Other common reasons for not asking for help include simply not knowing how to ask for it; not being clear enough on what they don’t understand in order to pose the question; being afraid to ask or afraid they’ll get more confused; fear of appearing weak; or fear of being labeled as a whiner or complainer.
To be fair, who among us adults hasn’t grappled with these concerns when we have had to ask for help from a colleague, supervisor, friend, relative, or neighbor? Dare I mention the gender-skewed difficulty in ‘asking for directions’? Who among us hasn’t wondered about the cost for that help received? Even as adults, we let pride get in the way.
So what happens when we want to avoid any or all of these complex social concerns? We avoid asking for help. We avoid the potential of embarrassment and labeling. So too with kids. When they can’t figure it out on their own, they feel embarrassed, powerless, anxious and defeated. They are also convinced it only happens to them.
The first thing for parents to get across to their kids is trusting their need for help, and that not knowing precisely where it will come from is perfectly okay. The students I see seem relieved when they can finally say to someone, “I don’t get that part.” Or, “I don’t get any of it.” From there, we can move in a number of different directions to address that confusion.
Next, if asking a teacher for help does not seem like the safest choice, and it may not be, then accept this reality and guide your child to consider where help might be available— tutors, for example, often represent a safe option for many students. Guidance counselors, teachers and department chairs can also be sources for academic peer tutors. Depending on the subject, there are free online resources, such as Khan Academy, that can be quite helpful. In this search, it may be valuable to distinguish whether your child’s issues are subject-specific or related more to study skills in general.

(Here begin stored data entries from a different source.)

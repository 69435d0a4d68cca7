//! Core module for common functionality across all targets

pub mod analytics;
pub mod assessment;
pub mod calculator;
pub mod catalog;
pub mod config;
pub mod models;
pub mod pathway;
pub mod pricing;
pub mod report;
pub mod session;

/// Returns the current version of the `Pathways` crate
#[must_use]
pub const fn get_version() -> &'static str {
    env!("CARGO_PKG_VERSION")
}
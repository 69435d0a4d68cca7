//! Stage progress and advancement checks

use super::selection::total_credits;
use crate::core::catalog::CourseCatalog;
use crate::core::models::{CertificateStage, Course, StageRequirement};
use serde::Serialize;

/// Progress through one stage
#[derive(Debug, Clone, PartialEq, Serialize)]
pub struct StageProgress {
    /// Stage
    pub stage: CertificateStage,
    /// Courses selected for the stage
    pub selected_courses: usize,
    /// Credits selected for the stage
    pub selected_credits: f32,
    /// Courses required
    pub required_courses: usize,
    /// Credits required
    pub required_credits: f32,
    /// Both thresholds met or exceeded
    pub complete: bool,
    /// `min(course ratio, credit ratio) * 100`, capped at 100
    pub percent: f32,
    /// Whether the previous stage is complete (stage 1 is always unlocked)
    pub unlocked: bool,
}

/// Progress for a single stage, before unlock state is known
#[must_use]
#[allow(clippy::cast_precision_loss)]
pub fn measure(requirement: &StageRequirement, selection: &[&Course]) -> StageProgress {
    let selected_courses = selection.len();
    let selected_credits = total_credits(selection);
    let course_ratio = selected_courses as f32 / requirement.required_courses as f32;
    let credit_ratio = selected_credits / requirement.required_credits;

    StageProgress {
        stage: requirement.stage,
        selected_courses,
        selected_credits,
        required_courses: requirement.required_courses,
        required_credits: requirement.required_credits,
        complete: requirement.is_met_by(selected_courses, selected_credits),
        percent: (course_ratio.min(credit_ratio) * 100.0).min(100.0),
        unlocked: true,
    }
}

/// Progress for all three stages. Each stage unlocks once the one before it
/// is complete.
#[must_use]
pub fn stage_progress(catalog: &CourseCatalog, selections: &[Vec<&Course>; 3]) -> [StageProgress; 3] {
    let mut progress = CertificateStage::ALL
        .map(|stage| measure(catalog.requirement(stage), &selections[stage.index()]));
    for stage in CertificateStage::ALL {
        if let Some(previous) = stage.previous() {
            progress[stage.index()].unlocked = progress[previous.index()].complete;
        }
    }
    progress
}

/// Whether a stage selection lets the wizard advance.
///
/// Advancing needs the exact course count and the exact credit total.
/// This is stricter than [`StageProgress::complete`], which accepts
/// anything at or above the thresholds.
// TODO: confirm with product whether advancing should accept overshoot like the progress display does
#[must_use]
pub fn meets_exactly(requirement: &StageRequirement, selection: &[&Course]) -> bool {
    requirement.is_exactly(selection.len(), total_credits(selection))
}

Ultimately, the most important practice to cultivate in students is actually recognizing when we need help, setting aside our fears and pride, and finding our confident voice to get it-—in whatever setting and with whomever it feels safest. Completing an assignment or scoring on a test is certainly the immediate goal, but finding one’s voice to search out help for what is not understood is empowering, a life skill that will take us far beyond the assignment at hand.